In der Oberpfalz sind im laufenden Jahr 2009 im Rahmen des „Koordinierten Erhaltungs- und Bauprogramms“ rund 41 Bestandserhaltungsmaßnahmen mit einem Einzelkostenansatz von mehr als 100.000 € an Staatsstraßen bei einem Kostenvolumen von rund 11 Mio € vorgesehen. Hinzu kommen noch kleinere Bestandserhaltungsmaßnahmen, für die insgesamt 3,7 Mio € für 2009 veranschlagt sind. Das geht nun aus der Antwort des Staatsministeriums des Innern auf eine schriftliche Anfrage von MdL Reinhold Strobl (SPD) hervor. Im Landkreis Amberg-Sulzbach sind dies folgende Maßnahmen:
St 2123 Oberbauverstärkung AS 19 – Hirschau
St 2238 Oberbauverstärkung Steiningloh – AM 30
Die Bestandserhaltungsmaßnahmen an den Staatsstraßen würden innerhalb der Oberpfalz nach fachlicher Dringlichkeit und im Rahmen der verfügbaren Haushaltsmittel abgearbeitet.

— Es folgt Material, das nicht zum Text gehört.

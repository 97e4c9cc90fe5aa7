//! In-process event bus backed by a `tokio::sync::broadcast` channel.
//!
//! [`EventBus`] is the central publish/subscribe hub for [`JobEvent`]s.
//! It is designed to be shared via `Arc<EventBus>` across the application.

use chrono::{DateTime, Utc};
use serde::{Deserialize, Serialize};
use tokio::sync::broadcast;

use dispatchd_core::types::Token;

// ---------------------------------------------------------------------------
// JobEvent
// ---------------------------------------------------------------------------

/// Emitted when a tracked job transitions to complete (with either
/// outcome); the token can then be exchanged at the status endpoint.
pub const EVENT_JOB_COMPLETED: &str = "job.completed";

/// A job lifecycle event.
///
/// Constructed via [`JobEvent::new`] (or the [`JobEvent::job_completed`]
/// shorthand) and enriched with the builder methods
/// [`with_operation`](JobEvent::with_operation) and
/// [`with_payload`](JobEvent::with_payload).
#[derive(Debug, Clone, Serialize, Deserialize)]
pub struct JobEvent {
    /// Dot-separated event name, e.g. `"job.completed"`.
    pub event_type: String,

    /// Token of the tracked job this event concerns, if any.
    pub token: Option<Token>,

    /// Name of the operation that ran, when known.
    pub operation: Option<String>,

    /// Free-form JSON payload carrying event-specific data.
    pub payload: serde_json::Value,

    /// When the event was created (UTC).
    pub timestamp: DateTime<Utc>,
}

impl JobEvent {
    /// Create a new event with only the required `event_type`.
    pub fn new(event_type: impl Into<String>) -> Self {
        Self {
            event_type: event_type.into(),
            token: None,
            operation: None,
            payload: serde_json::Value::Object(Default::default()),
            timestamp: Utc::now(),
        }
    }

    /// Shorthand for the completion announcement of a tracked job.
    pub fn job_completed(token: Token) -> Self {
        let mut event = Self::new(EVENT_JOB_COMPLETED);
        event.token = Some(token);
        event
    }

    /// Attach the operation name to the event.
    pub fn with_operation(mut self, operation: impl Into<String>) -> Self {
        self.operation = Some(operation.into());
        self
    }

    /// Set the JSON payload for the event.
    pub fn with_payload(mut self, payload: serde_json::Value) -> Self {
        self.payload = payload;
        self
    }
}

// ---------------------------------------------------------------------------
// EventBus
// ---------------------------------------------------------------------------

/// Default buffer capacity for the broadcast channel.
const DEFAULT_CAPACITY: usize = 1024;

/// In-process fan-out event bus.
///
/// Wraps a [`broadcast::Sender`] so that any number of subscribers can
/// independently receive every published [`JobEvent`].
pub struct EventBus {
    sender: broadcast::Sender<JobEvent>,
}

impl EventBus {
    /// Create a bus with a specific channel capacity.
    ///
    /// When the buffer is full, the oldest un-consumed messages are dropped
    /// and slow receivers will observe a `RecvError::Lagged`.
    pub fn new(capacity: usize) -> Self {
        let (sender, _) = broadcast::channel(capacity);
        Self { sender }
    }

    /// Publish an event to all current subscribers.
    ///
    /// If there are no active subscribers the event is silently dropped;
    /// the polling protocol remains the source of truth for outcomes.
    pub fn publish(&self, event: JobEvent) {
        // Ignore the SendError — it only means there are zero receivers.
        let _ = self.sender.send(event);
    }

    /// Subscribe to all events published on this bus.
    pub fn subscribe(&self) -> broadcast::Receiver<JobEvent> {
        self.sender.subscribe()
    }
}

impl Default for EventBus {
    fn default() -> Self {
        Self::new(DEFAULT_CAPACITY)
    }
}

// ---------------------------------------------------------------------------
// Tests
// ---------------------------------------------------------------------------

Aus der Antwort an den SPD-Abgeordneten geht außerdem noch hervor, dass im Jahr 2009 für die Oberpfalz zum Um- und Ausbau der Staatsstraßen insgesamt rund 8,8 Mio € zur Verfügung stehen und für die Bestandserhaltung 14,7 Mio € eingeplant sind.
Die exakte Verteilung der Mittel für das Haushaltsjahr 2010 sei derzeit noch nicht möglich, da sie erst konkret erfolgt, wenn absehbar sei, welche finanziellen Aufwendungen für den Winterdienst 2009/2010 notwendig waren. Hierzu merkt MdL Strobl an, dass man nur hoffen könne, dass die Aufwendungen für den Winterdienst gering ausfallen, damit für den Straßenbau noch Gelder übrig bleiben.
Die Bayerische Staatsregierung, so wird weiterhin noch mitgeteilt, werde sich auch in den kommenden Jahren im Rahmen des finanziell Möglichen eine angemessene Finanzausstattung für den Staatsstraßenbau vorschlagen. Über die Höhe des Haushaltsansatzes für den Ausbau und den Unterhalt der Staatsstraßen entscheide der Bayerische Landtag.
Hier hatte die SPD, so Strobl, schon entsprechende Anträge für den Doppelhaushalt 2009/2010 eingereicht. Nach den Vorschlägen der SPD sollten für den Unterhalt und Ausbau der Staatsstraßen 50 Mio Euro zusätzlich bereitgestellt werden.
Für die Gewährleistung der Mobilität im Flächenland Bayern sei die Funktionsfähigkeit eines leistungsfähigen Staatsstraßennetzes unverzichtbar.